I learned my lesson Lethe, nobody else did anything wrong. And Nobody else was editing messages they, personally, didn't like. So that's my reason for saying to close this thread, because it is being discussed in the moderators forum, and I _did_ in fact learn something.

I'm sorry you hate me so much. Really, I am.


----------



## lethe (Jun 27, 2002)

i don t hate you.  i just disagree with your actions.  lets try not to let this become personal, OK?


----------



## Trip (Jun 27, 2002)

That didn't make any sense what you just said: you disagree with *my* actions let you don't want this to get personal? Huh? And if you disagree with my actions, yet I said I'm sorry, and I assure everybody that it will never happen again, why is this thread still needed if it will never happen again?

I hope I don't sound rude, I'm just stating what little I understand.


----------



## Trip (Jun 27, 2002)

Congratulations Lethe! You've done it! You've killed me and everything I stood for in this community! I hope you got what you wanted, proof that this will never happen again. I really hope somebody puts you in your place someday, until that day we shall *never* meet again.

"So much for a happy ending, eh?"


----------



## lethe (Jun 27, 2002)

no, you don t sound rude.  feel free to state your opinion on this matter.  that is in fact the primary topic of this thread: when should a thread or post be deleted or closed.

and i will be more than happy to discuss the matter with you, and also encourage anyone else to voice their own opinion, tell me that i am wrong, or tell you.  but lets just keep name calling and hatred and things out of it.

just to clarify about what i mean when i say personal or impersonal.  i think that i can disagree with someone about a course of action and still be friends with that person.  to say i hate you is to imply some personal feelings.  the only strong feelings i have on the matter are towards the freedom of the community.  that is what i meant when i said nothing personal.  no hatred, just disagreement.  i was upset at first, last night, so i do apologize if i implied hatred.  that was not my intent.

so finally let me continue the debate about the deleting of posts and threads.  you argue that you ve gotten the point, and since the message of the thread has been delivered, there is no need to keep the thread.  i do not agree with that logic.  i think threads should stay in the databse forever, for the sake of record keeping, and history lest we forget.  and to ensure that it really does never happen again, not just by you, but by other moderators, now and in the future.

i would like to hear other peoples opinions on it.  if i am not right, i then you should delete the thread, or do whatever you want.

really though, its nothing personal.  its just my feelings on how message board communities should be run.


----------



## lethe (Jun 27, 2002)

ok, that last one did sound a little rude.  i am sorry about killing you and all you stand for.  that was not my intent.

i am not really happy with this ending.  in fact this whole ordeal does not make me feel very well.

what should i do?


----------



## edX (Jun 27, 2002)

lethe - i want to be clear about something - nowhere in any of your posts in this thread have i found anything offensive or that indicated hatred.
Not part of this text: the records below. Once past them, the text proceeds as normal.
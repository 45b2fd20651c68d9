//! Sky coordinates through the external `edet2sky` task.
//!
//! Each source costs one shell invocation. The task needs the mission
//! analysis environment, which is set up by sourcing the `HEADAS` and SAS
//! init scripts in the same shell before the call.

use crate::{Error, Result};
use flarescan_algorithms::{ResolveError, SkyResolver};
use flarescan_core::SkyPosition;
use log::{debug, trace};
use std::fmt::Write as _;
use std::io::Read;
use std::path::{Path, PathBuf};
use std::process::{Child, Command, Stdio};
use std::sync::mpsc;
use std::thread;
use std::time::Duration;

/// Wall-clock limit for one `edet2sky` call.
pub const DEFAULT_TIMEOUT: Duration = Duration::from_secs(15);

const EQUATORIAL_MARKER: &str = "# RA (deg)   DEC (deg)";
const SKY_PIXEL_MARKER: &str = "# Sky X        Y pixel";

/// Locations needed to initialise the analysis environment.
#[derive(Debug, Clone, PartialEq, Eq)]
pub struct SasEnvironment {
    /// Observation data folder (`SAS_ODF`); the calibration index is
    /// expected at `ccf.cif` inside it.
    pub odf_dir: PathBuf,
    /// `HEADAS` installation root.
    pub headas: PathBuf,
    /// SAS setup script.
    pub sas_setup: PathBuf,
}

/// Single-quotes a value for `sh`.
fn quote(path: &Path) -> String {
    format!("'{}'", path.display().to_string().replace('\'', r"'\''"))
}

impl SasEnvironment {
    fn preamble(&self) -> String {
        let ccf = self.odf_dir.join("ccf.cif");
        format!(
            "export SAS_ODF={}; export SAS_CCF={}; export HEADAS={}; \
             . \"$HEADAS/headas-init.sh\"; . {};",
            quote(&self.odf_dir),
            quote(&ccf),
            quote(&self.headas),
            quote(&self.sas_setup)
        )
    }
}

/// [`SkyResolver`] backed by `edet2sky`.
#[derive(Debug, Clone)]
pub struct Edet2SkyResolver {
    calibration_image: PathBuf,
    environment: Option<SasEnvironment>,
    program: String,
    timeout: Duration,
}

impl Edet2SkyResolver {
    /// Creates a resolver using `calibration_image` as the `calinfoset`.
    #[must_use]
    pub fn new<P: AsRef<Path>>(calibration_image: P) -> Self {
        Self {
            calibration_image: calibration_image.as_ref().to_path_buf(),
            environment: None,
            program: "edet2sky".to_string(),
            timeout: DEFAULT_TIMEOUT,
        }
    }

    /// Sources the given analysis environment before each call.
    #[must_use]
    pub fn with_environment(mut self, environment: SasEnvironment) -> Self {
        self.environment = Some(environment);
        self
    }

    /// Replaces the task name (a shell word or function).
    #[must_use]
    pub fn with_program(mut self, program: impl Into<String>) -> Self {
        self.program = program.into();
        self
    }

    /// Sets the per-call timeout.
    #[must_use]
    pub fn with_timeout(mut self, timeout: Duration) -> Self {
        self.timeout = timeout;
        self
    }

    /// Shell script converting one raw position. `ccd` is 1-based.
    fn script(&self, raw_x: f64, raw_y: f64, ccd: u16) -> String {
        let mut script = self
            .environment
            .as_ref()
            .map(SasEnvironment::preamble)
            .unwrap_or_default();
        let _ = write!(
            script,
            " {} datastyle=user inputunit=raw X={raw_x} Y={raw_y} ccd={ccd} calinfoset={} -V 0",
            self.program,
            quote(&self.calibration_image)
        );
        script
    }

    /// Runs a script and returns its standard output. The shell runs in its
    /// own process group, which is killed whole if it outlives the timeout.
    fn run(&self, script: &str) -> Result<String> {
        let mut command = Command::new("sh");
        command
            .arg("-c")
            .arg(script)
            .stdin(Stdio::null())
            .stdout(Stdio::piped())
            .stderr(Stdio::null());
        own_process_group(&mut command);
        let mut child = command.spawn()?;
        let mut stdout = child
            .stdout
            .take()
            .ok_or_else(|| Error::Astrometry("child has no standard output".into()))?;

        let (tx, rx) = mpsc::channel();
        thread::spawn(move || {
            let mut output = String::new();
            let result = stdout.read_to_string(&mut output).map(|_| output);
            let _ = tx.send(result);
        });

        if let Ok(output) = rx.recv_timeout(self.timeout) {
            let status = child.wait()?;
            trace!("{} exited with {status}", self.program);
            Ok(output?)
        } else {
            terminate(&mut child);
            Err(Error::Astrometry(format!(
                "{} timed out after {:?}",
                self.program, self.timeout
            )))
        }
    }
}

#[cfg(unix)]
fn own_process_group(command: &mut Command) {
    use std::os::unix::process::CommandExt;
    command.process_group(0);
}

#[cfg(not(unix))]
fn own_process_group(_command: &mut Command) {}

/// Kills the task with everything it spawned, then reaps the shell.
fn terminate(child: &mut Child) {
    #[cfg(unix)]
    {
        use nix::sys::signal::{killpg, Signal};
        use nix::unistd::Pid;
        if let Ok(pgid) = i32::try_from(child.id()) {
            if let Err(e) = killpg(Pid::from_raw(pgid), Signal::SIGKILL) {
                debug!("killpg({pgid}) failed: {e}");
            }
        }
    }
    let _ = child.kill();
    let _ = child.wait();
}

/// Two floats on the line following `marker`.
fn pair_after(output: &str, marker: &str) -> Result<(f64, f64)> {
    let mut lines = output.lines();
    lines
        .by_ref()
        .find(|line| line.split_whitespace().eq(marker.split_whitespace()))
        .ok_or_else(|| Error::Astrometry(format!("missing '{marker}' block")))?;
    let values = lines
        .next()
        .ok_or_else(|| Error::Astrometry(format!("'{marker}' block is empty")))?;
    let mut numbers = values.split_whitespace().map(str::parse::<f64>);
    match (numbers.next(), numbers.next()) {
        (Some(Ok(a)), Some(Ok(b))) => Ok((a, b)),
        _ => Err(Error::Astrometry(format!(
            "cannot read '{}' after '{marker}'",
            values.trim()
        ))),
    }
}

/// Extracts the sky position from `edet2sky` output.
///
/// # Errors
/// Returns [`Error::Astrometry`] if either coordinate block is missing or
/// malformed.
pub fn parse_edet2sky(output: &str) -> Result<SkyPosition> {
    let (ra, dec) = pair_after(output, EQUATORIAL_MARKER)?;
    let (x, y) = pair_after(output, SKY_PIXEL_MARKER)?;
    Ok(SkyPosition { x, y, ra, dec })
}

impl SkyResolver for Edet2SkyResolver {
    fn resolve(
        &self,
        raw_x: f64,
        raw_y: f64,
        tile_id: u8,
    ) -> std::result::Result<SkyPosition, ResolveError> {
        let script = self.script(raw_x, raw_y, u16::from(tile_id) + 1);
        debug!("Resolving raw ({raw_x}, {raw_y}) on tile {tile_id}");
        let output = self.run(&script)?;
        Ok(parse_edet2sky(&output)?)
    }
}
You have acted as a concerned member of the community in a very respectful way - unlike some others in the site's history who disagreed with a moderator. (and i am not talking about the big incident with Jadey et al.).

you are entirely right in seperating a person's actions from them as a person. or as i always say - i may do stupid things, but that doesn't make me stupid. 

Trip has made a mistake and admits to it. he has been under pressures from the outside world. It is not an excuse, but perhaps a valid explanation.  let's all just leave it at that. What happens next is for moderators and admin to decide. 

thanks again for bringing this to everyone's attention. I can understand how Trip might have wished this was all private. but his actions were public and so the discussion of them should be allowed to be public as well as long as it remains civilized. I would expect no less if it were me in Trip's position. When we agree to become moderators, we also become public figures, whether we like it or not.

it is not the intention of any of the moderation staff to stifle the exchange of ideas and opinions when they are done in sincerity.


----------



## JetwingX (Jun 27, 2002)

ok now thios is getting pointless and stupid let's just let this threat drift in to the archives


----------



## xaqintosh (Jun 27, 2002)

> Congratulations Lethe! You've done it! You've killed me and everything I stood for in this community! I hope you got what you wanted, proof that this will never happen again. I really hope somebody puts you in your place someday, until that day we shall never meet again.
> 
> "So much for a happy ending, eh?"



I'm confused, why is this?


----------



## lethe (Jun 28, 2002)

so now Trip is in exile.  is this self imposed?     trip seems to have taken this rather hard.  i hope trip wasn t kicked off the board because of this incident.  is that what he meant when he said i killed him and what he stood for?  

i feel badly about this.  i know that i can seem harsh on the forums sometimes.  e.g. here and here.  both times i get chastised, once by admin and once by testuser.  so i know that sometimes i should take it easy.  i didn t think i was very harsh with trip, but who can say, since the text is gone.

i was upset over having my posts deleted, and i grew more upset when i learned of the jadey thing.

i am glad that you are a moderator ed.  you are very level headed, approachable, and moderate, except when it comes to mozilla and norton...  ((-: sorry.  just kidding).

i really didn t mean to make trip hate me.  but i really do think that peoples should not suffer censorship, under any circumstances.  it is paramount that people be able to exchange ideas without fear of censorship.


----------



## twyg (Jun 28, 2002)

Ok, lethe, don't worry. If Trip takes it personal then he shouldn't. That's easy to say, but tough to live.

Trip resigned yesterday of his own volition after the "evidence" was placed in front of us. 

This is not to say Trip will never work here again, or be an "Exile." That is certainly being melodramatic at the least. Trip did a good job for us, and that won't be soon forgotten.

Once Trip sorts things out we may discuss moving forward.

So, as the Officer in South Park would say "move along now, nothing to see here."


----------